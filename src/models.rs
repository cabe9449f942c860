//! Core data models for repovet
//!
//! These models are used throughout the codebase for representing
//! audits, findings, scan progress, and report artifacts.

use chrono::{DateTime, Utc};
use serde::{Deserialize, Serialize};
use std::collections::BTreeMap;

/// Severity levels for findings.
///
/// Ordering is by risk: `Low < Medium < High < Critical`.
#[derive(
    Debug, Clone, Copy, PartialEq, Eq, PartialOrd, Ord, Hash, Serialize, Deserialize, Default,
)]
#[serde(rename_all = "lowercase")]
pub enum Severity {
    #[default]
    Low,
    Medium,
    High,
    Critical,
}

impl std::fmt::Display for Severity {
    fn fmt(&self, f: &mut std::fmt::Formatter<'_>) -> std::fmt::Result {
        match self {
            Severity::Low => write!(f, "low"),
            Severity::Medium => write!(f, "medium"),
            Severity::High => write!(f, "high"),
            Severity::Critical => write!(f, "critical"),
        }
    }
}

/// The five risk dimensions an audit reports on.
#[derive(Debug, Clone, Copy, PartialEq, Eq, Hash, Serialize, Deserialize)]
#[serde(rename_all = "lowercase")]
pub enum Category {
    Security,
    Stability,
    Maintainability,
    Scalability,
    Cicd,
}

impl Default for Category {
    fn default() -> Self {
        Category::Security
    }
}

impl Category {
    pub const ALL: [Category; 5] = [
        Category::Security,
        Category::Stability,
        Category::Maintainability,
        Category::Scalability,
        Category::Cicd,
    ];
}

impl std::fmt::Display for Category {
    fn fmt(&self, f: &mut std::fmt::Formatter<'_>) -> std::fmt::Result {
        match self {
            Category::Security => write!(f, "security"),
            Category::Stability => write!(f, "stability"),
            Category::Maintainability => write!(f, "maintainability"),
            Category::Scalability => write!(f, "scalability"),
            Category::Cicd => write!(f, "cicd"),
        }
    }
}

/// T-shirt estimate for fixing a finding.
#[derive(Debug, Clone, Copy, PartialEq, Eq, Serialize, Deserialize, Default)]
pub enum Effort {
    #[default]
    S,
    M,
    L,
}

/// Lifecycle of a finding after it has been raised.
#[derive(Debug, Clone, Copy, PartialEq, Eq, Serialize, Deserialize, Default)]
#[serde(rename_all = "snake_case")]
pub enum FindingStatus {
    #[default]
    Open,
    InProgress,
    Resolved,
}

/// A detected issue, before it has been persisted.
///
/// Identity for deduplication is the (title, file_path) pair, not an id;
/// the store assigns ids when a draft is persisted as a [`Finding`].
#[derive(Debug, Clone, Serialize, Deserialize, Default)]
pub struct NewFinding {
    pub category: Category,
    pub severity: Severity,
    pub title: String,
    pub description: String,
    pub file_path: Option<String>,
    pub line_start: Option<u32>,
    pub line_end: Option<u32>,
    pub code_snippet: Option<String>,
    pub business_impact: String,
    pub fix_steps: String,
    pub effort: Effort,
    pub status: FindingStatus,
    /// Machine-generated findings are cleared and recreated on each scan;
    /// manually entered ones (`false`) survive rescans.
    pub auto_detected: bool,
}

/// A persisted finding, bound to an audit.
#[derive(Debug, Clone, Serialize, Deserialize)]
pub struct Finding {
    pub id: String,
    pub audit_id: String,
    #[serde(flatten)]
    pub detail: NewFinding,
}

/// Outcome status of a single scan step.
#[derive(Debug, Clone, Copy, PartialEq, Eq, Serialize, Deserialize)]
#[serde(rename_all = "lowercase")]
pub enum LogStatus {
    Ok,
    Warn,
    Error,
}

/// One entry in the append-only audit trail of a scan run.
#[derive(Debug, Clone, Serialize, Deserialize)]
pub struct ScanLogEntry {
    pub step: String,
    pub status: LogStatus,
    pub message: String,
    pub timestamp: DateTime<Utc>,
}

impl ScanLogEntry {
    pub fn new(step: impl Into<String>, status: LogStatus, message: impl Into<String>) -> Self {
        Self {
            step: step.into(),
            status,
            message: message.into(),
            timestamp: Utc::now(),
        }
    }
}

/// Repository metadata captured once per scan.
#[derive(Debug, Clone, Serialize, Deserialize, Default)]
pub struct RepoMeta {
    pub languages: BTreeMap<String, u64>,
    pub stars: u64,
    pub forks: u64,
    pub open_issues: u64,
    pub default_branch: String,
    pub last_push: Option<DateTime<Utc>>,
    pub private: bool,
    pub description: Option<String>,
    /// Repository size in kilobytes, as reported by the host.
    pub size: u64,
}

/// Whether a tree entry is a file or a directory.
#[derive(Debug, Clone, Copy, PartialEq, Eq, Serialize, Deserialize)]
#[serde(rename_all = "lowercase")]
pub enum EntryKind {
    File,
    Dir,
}

/// One entry in the flat repository file tree.
#[derive(Debug, Clone, Serialize, Deserialize)]
pub struct TreeEntry {
    pub path: String,
    pub kind: EntryKind,
    pub size: Option<u64>,
}

impl TreeEntry {
    pub fn file(path: impl Into<String>, size: u64) -> Self {
        Self {
            path: path.into(),
            kind: EntryKind::File,
            size: Some(size),
        }
    }

    pub fn dir(path: impl Into<String>) -> Self {
        Self {
            path: path.into(),
            kind: EntryKind::Dir,
            size: None,
        }
    }
}

/// Per-category health scores, each in `0..=10`.
#[derive(Debug, Clone, Copy, PartialEq, Eq, Serialize, Deserialize, Default)]
pub struct CategoryScores {
    pub security: u8,
    pub stability: u8,
    pub maintainability: u8,
    pub scalability: u8,
    pub cicd: u8,
}

impl CategoryScores {
    pub fn get(&self, category: Category) -> u8 {
        match category {
            Category::Security => self.security,
            Category::Stability => self.stability,
            Category::Maintainability => self.maintainability,
            Category::Scalability => self.scalability,
            Category::Cicd => self.cicd,
        }
    }

    pub fn set(&mut self, category: Category, score: u8) {
        match category {
            Category::Security => self.security = score,
            Category::Stability => self.stability = score,
            Category::Maintainability => self.maintainability = score,
            Category::Scalability => self.scalability = score,
            Category::Cicd => self.cicd = score,
        }
    }

    fn total(&self) -> u32 {
        u32::from(self.security)
            + u32::from(self.stability)
            + u32::from(self.maintainability)
            + u32::from(self.scalability)
            + u32::from(self.cicd)
    }

    /// Unweighted mean of the five scores, rounded to the nearest integer.
    pub fn mean(&self) -> u8 {
        (f64::from(self.total()) / 5.0).round() as u8
    }

    /// Unweighted mean without rounding, for log output.
    pub fn mean_exact(&self) -> f64 {
        f64::from(self.total()) / 5.0
    }
}

/// One phase of the remediation plan.
#[derive(Debug, Clone, Serialize, Deserialize)]
pub struct RemediationPhase {
    pub phase: String,
    pub days: String,
    pub tasks: Vec<String>,
}

/// Scan run state machine. There is no failed terminal state; failed runs
/// land in `Complete` with a degraded summary and no scores.
#[derive(Debug, Clone, Copy, PartialEq, Eq, Serialize, Deserialize, Default)]
#[serde(rename_all = "snake_case")]
pub enum ScanStatus {
    #[default]
    Pending,
    InProgress,
    Complete,
}

impl std::fmt::Display for ScanStatus {
    fn fmt(&self, f: &mut std::fmt::Formatter<'_>) -> std::fmt::Result {
        match self {
            ScanStatus::Pending => write!(f, "pending"),
            ScanStatus::InProgress => write!(f, "in_progress"),
            ScanStatus::Complete => write!(f, "complete"),
        }
    }
}

/// One audit target and the results of its most recent scan run.
#[derive(Debug, Clone, Serialize, Deserialize)]
pub struct Audit {
    pub id: String,
    pub owner: String,
    pub repo: String,
    pub status: ScanStatus,
    pub scores: Option<CategoryScores>,
    pub executive_summary: Option<String>,
    pub remediation_plan: Option<Vec<RemediationPhase>>,
    pub repo_meta: Option<RepoMeta>,
    pub file_tree: Option<Vec<TreeEntry>>,
    pub scan_log: Vec<ScanLogEntry>,
    pub scanned_at: Option<DateTime<Utc>>,
    pub created_at: DateTime<Utc>,
}

impl Audit {
    pub fn new(id: impl Into<String>, owner: impl Into<String>, repo: impl Into<String>) -> Self {
        Self {
            id: id.into(),
            owner: owner.into(),
            repo: repo.into(),
            status: ScanStatus::Pending,
            scores: None,
            executive_summary: None,
            remediation_plan: None,
            repo_meta: None,
            file_tree: None,
            scan_log: Vec::new(),
            scanned_at: None,
            created_at: Utc::now(),
        }
    }

    /// `owner/repo` slug for display.
    pub fn slug(&self) -> String {
        format!("{}/{}", self.owner, self.repo)
    }
}

#[cfg(test)]
mod tests {
    use super::*;

    #[test]
    fn severity_orders_by_risk() {
        assert!(Severity::Low < Severity::Medium);
        assert!(Severity::Medium < Severity::High);
        assert!(Severity::High < Severity::Critical);
    }

    #[test]
    fn severity_serializes_lowercase() {
        assert_eq!(
            serde_json::to_string(&Severity::Critical).unwrap(),
            "\"critical\""
        );
        assert_eq!(serde_json::to_string(&Category::Cicd).unwrap(), "\"cicd\"");
    }

    #[test]
    fn scores_mean_rounds_to_nearest() {
        let scores = CategoryScores {
            security: 7,
            stability: 8,
            maintainability: 8,
            scalability: 10,
            cicd: 10,
        };
        // 43 / 5 = 8.6 -> 9
        assert_eq!(scores.mean(), 9);
    }

    #[test]
    fn scan_status_serializes_snake_case() {
        assert_eq!(
            serde_json::to_string(&ScanStatus::InProgress).unwrap(),
            "\"in_progress\""
        );
    }
}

= = = =

• **PROBLEM TO WORK ON**:
Copy out the lines above with "TreeEntry" in them.

• **WRITTEN SOLUTION**:
pub struct TreeEntry {
impl TreeEntry {
    pub file_tree: Option<Vec<TreeEntry>>,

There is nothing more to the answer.